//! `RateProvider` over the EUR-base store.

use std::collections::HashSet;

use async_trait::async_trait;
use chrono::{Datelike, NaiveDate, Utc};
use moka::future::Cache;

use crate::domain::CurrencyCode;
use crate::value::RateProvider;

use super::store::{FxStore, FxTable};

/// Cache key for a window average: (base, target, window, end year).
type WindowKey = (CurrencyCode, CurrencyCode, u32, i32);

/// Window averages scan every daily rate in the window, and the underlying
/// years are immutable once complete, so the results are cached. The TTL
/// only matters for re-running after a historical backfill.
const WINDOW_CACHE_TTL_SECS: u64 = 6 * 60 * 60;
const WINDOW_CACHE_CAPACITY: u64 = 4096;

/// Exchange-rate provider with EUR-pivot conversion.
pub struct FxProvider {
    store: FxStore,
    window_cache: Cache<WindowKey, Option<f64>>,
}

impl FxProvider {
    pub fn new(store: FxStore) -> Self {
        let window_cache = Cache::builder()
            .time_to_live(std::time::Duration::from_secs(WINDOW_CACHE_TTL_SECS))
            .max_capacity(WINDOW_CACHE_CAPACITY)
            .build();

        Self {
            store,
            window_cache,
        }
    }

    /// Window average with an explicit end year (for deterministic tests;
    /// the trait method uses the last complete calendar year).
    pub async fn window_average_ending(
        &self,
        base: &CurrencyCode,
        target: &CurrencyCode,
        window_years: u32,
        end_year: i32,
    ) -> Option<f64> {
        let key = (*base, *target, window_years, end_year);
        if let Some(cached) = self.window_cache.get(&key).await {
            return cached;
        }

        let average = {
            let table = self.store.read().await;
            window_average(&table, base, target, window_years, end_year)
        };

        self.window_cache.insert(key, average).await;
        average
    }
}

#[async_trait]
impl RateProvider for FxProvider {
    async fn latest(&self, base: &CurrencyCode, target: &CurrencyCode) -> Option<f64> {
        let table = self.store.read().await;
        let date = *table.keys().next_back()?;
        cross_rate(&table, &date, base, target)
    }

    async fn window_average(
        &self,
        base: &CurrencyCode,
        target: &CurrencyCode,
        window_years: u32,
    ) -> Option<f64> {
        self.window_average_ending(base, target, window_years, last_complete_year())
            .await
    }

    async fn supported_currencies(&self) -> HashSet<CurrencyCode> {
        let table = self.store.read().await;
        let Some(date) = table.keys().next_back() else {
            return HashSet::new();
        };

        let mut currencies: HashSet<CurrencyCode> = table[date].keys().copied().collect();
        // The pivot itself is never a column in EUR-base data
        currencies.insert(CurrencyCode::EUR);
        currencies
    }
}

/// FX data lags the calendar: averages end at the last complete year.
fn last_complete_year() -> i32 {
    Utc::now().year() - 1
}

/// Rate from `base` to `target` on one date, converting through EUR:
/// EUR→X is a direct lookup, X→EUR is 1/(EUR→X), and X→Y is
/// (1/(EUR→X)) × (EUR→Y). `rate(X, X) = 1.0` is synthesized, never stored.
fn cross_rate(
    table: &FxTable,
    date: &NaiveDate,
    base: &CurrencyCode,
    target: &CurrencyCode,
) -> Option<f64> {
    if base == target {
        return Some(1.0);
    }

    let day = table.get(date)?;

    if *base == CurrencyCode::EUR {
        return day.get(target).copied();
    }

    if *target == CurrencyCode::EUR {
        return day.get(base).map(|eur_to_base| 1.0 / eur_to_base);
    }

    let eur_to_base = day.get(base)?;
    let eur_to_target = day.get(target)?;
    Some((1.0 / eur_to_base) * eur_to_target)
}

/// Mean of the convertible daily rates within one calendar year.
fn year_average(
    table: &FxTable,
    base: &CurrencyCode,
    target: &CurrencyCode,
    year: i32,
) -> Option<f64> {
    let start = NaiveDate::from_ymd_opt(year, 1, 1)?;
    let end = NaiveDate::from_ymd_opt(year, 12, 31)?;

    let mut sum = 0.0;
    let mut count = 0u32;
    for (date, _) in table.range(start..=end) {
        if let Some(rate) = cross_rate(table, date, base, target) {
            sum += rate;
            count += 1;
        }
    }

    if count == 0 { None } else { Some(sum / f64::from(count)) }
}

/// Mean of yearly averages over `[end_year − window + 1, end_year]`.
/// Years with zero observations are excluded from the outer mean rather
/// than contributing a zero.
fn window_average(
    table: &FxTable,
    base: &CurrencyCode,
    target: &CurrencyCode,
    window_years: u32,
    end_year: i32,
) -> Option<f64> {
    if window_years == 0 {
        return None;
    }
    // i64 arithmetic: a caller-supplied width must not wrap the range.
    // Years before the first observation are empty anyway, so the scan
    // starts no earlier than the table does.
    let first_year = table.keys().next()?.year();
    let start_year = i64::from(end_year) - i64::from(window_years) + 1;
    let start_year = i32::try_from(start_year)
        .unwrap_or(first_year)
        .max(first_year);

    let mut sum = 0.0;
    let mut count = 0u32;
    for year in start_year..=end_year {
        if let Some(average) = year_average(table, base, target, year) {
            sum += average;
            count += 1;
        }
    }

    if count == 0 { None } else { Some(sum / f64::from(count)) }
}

◆ **Instructions to follow**
Please copy only the lines from the one with "so the scan" through the final line of the records above, both ends included.

◆ **Task solution**
    // Years before the first observation are empty anyway, so the scan
    // starts no earlier than the table does.
    let first_year = table.keys().next()?.year();
    let start_year = i64::from(end_year) - i64::from(window_years) + 1;
    let start_year = i32::try_from(start_year)
        .unwrap_or(first_year)
        .max(first_year);

    let mut sum = 0.0;
    let mut count = 0u32;
    for year in start_year..=end_year {
        if let Some(average) = year_average(table, base, target, year) {
            sum += average;
            count += 1;
        }
    }

    if count == 0 { None } else { Some(sum / f64::from(count)) }
}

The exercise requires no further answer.